Work item:
Go through the entries below and give the number of lines that have the string "registry", and only that.

Dataset extract:
use crate::lifecycle::{LifecycleManager, OrchestratorSettings};
use crate::models::{CreateWorkspaceRequest, Workspace};
use crate::registry::EndpointRegistry;
use crate::store::WorkspaceStore;
use codebox_config::test_helpers::LocalDirFetcher;
use codebox_config::{ConfigResolver, ResolverSettings};
use codebox_runtime::mock::MockRuntime;
use sqlx::sqlite::SqlitePoolOptions;
use sqlx::SqlitePool;
use std::path::Path;
use std::sync::Arc;
use tempfile::TempDir;

/// Helper to create an in-memory test database with migrations applied
pub async fn create_test_db() -> SqlitePool {
    // A single connection keeps every query on the same in-memory database.
    let pool = SqlitePoolOptions::new()
        .max_connections(1)
        .connect("sqlite::memory:")
        .await
        .expect("Failed to create in-memory database");

    sqlx::migrate!("./migrations")
        .run(&pool)
        .await
        .expect("Failed to run migrations");

    pool
}

/// Writes `files` (relative path, content) below `root`.
pub fn write_files(root: &Path, files: &[(&str, &str)]) {
    for (relative, content) in files {
        let path = root.join(relative);
        if let Some(parent) = path.parent() {
            std::fs::create_dir_all(parent).expect("Failed to create fixture dir");
        }
        std::fs::write(path, content).expect("Failed to write fixture file");
    }
}

/// A lifecycle manager wired to a mock runtime and a local fixture repository.
pub struct TestHarness {
    pub manager: LifecycleManager,
    pub store: WorkspaceStore,
    pub registry: EndpointRegistry,
    pub runtime: Arc<MockRuntime>,
    pub fetcher: Arc<LocalDirFetcher>,
    pub repo: TempDir,
    pub data: TempDir,
}

impl TestHarness {
    /// Repository holding `.devcontainer/devcontainer.json` with `descriptor`.
    pub async fn new(descriptor: &str) -> Self {
        Self::with_files(
            &[(".devcontainer/devcontainer.json", descriptor)],
            OrchestratorSettings::default(),
            |root| LocalDirFetcher::new(root),
        )
        .await
    }

    pub async fn with_files(
        files: &[(&str, &str)],
        settings: OrchestratorSettings,
        fetcher: impl FnOnce(&Path) -> LocalDirFetcher,
    ) -> Self {
        let repo = TempDir::new().expect("Failed to create repo dir");
        let data = TempDir::new().expect("Failed to create data dir");
        write_files(repo.path(), files);

        let store = WorkspaceStore::new(create_test_db().await, 1000);
        let registry = EndpointRegistry::new();
        let runtime = Arc::new(MockRuntime::new());
        let fetcher = Arc::new(fetcher(repo.path()));
        let resolver = Arc::new(ConfigResolver::new(
            ResolverSettings {
                data_dir: data.path().to_path_buf(),
            },
            fetcher.clone(),
        ));

        let manager = LifecycleManager::new(
            store.clone(),
            runtime.clone(),
            resolver,
            registry.clone(),
            settings,
        );

        Self {
            manager,
            store,
            registry,
            runtime,
            fetcher,
            repo,
            data,
        }
    }

    pub async fn create_workspace(&self, name: &str) -> Workspace {
        let user = self
            .store
            .ensure_user("alice")
            .await
            .expect("Failed to create user");

        self.store
            .create_workspace(CreateWorkspaceRequest {
                name: name.to_string(),
                user_id: user.id,
                kind: crate::models::WorkspaceKind::Devcontainer,
                git_repo_url: "https://git.example.com/alice/project.git".to_string(),
                git_repo_config_folder: ".devcontainer".to_string(),
                git_branch: None,
                custom_config: None,
            })
            .await
            .expect("Failed to create workspace")
    }
}
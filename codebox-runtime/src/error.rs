//! Error types for container engine operations.

use thiserror::Error;

pub type Result<T> = std::result::Result<T, RuntimeError>;

#[derive(Error, Debug)]
pub enum RuntimeError {
    #[error("Command `{command}` failed: {stderr}")]
    CommandFailed { command: String, stderr: String },

    #[error("I/O error: {0}")]
    Io(#[from] std::io::Error),

    #[error("Unexpected container engine output: {0}")]
    UnexpectedOutput(String),

    #[error("No free host port available in {start}-{end}")]
    NoFreePort { start: u16, end: u16 },

    #[error("Container or volume not found: {0}")]
    NotFound(String),
}

impl RuntimeError {
    pub(crate) fn failed(command: impl Into<String>, stderr: impl AsRef<str>) -> Self {
        let command = command.into();
        let stderr = stderr.as_ref().trim().to_string();
        if stderr.contains("No such container") || stderr.contains("no such volume") {
            RuntimeError::NotFound(stderr)
        } else {
            RuntimeError::CommandFailed { command, stderr }
        }
    }
}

Finished task:
5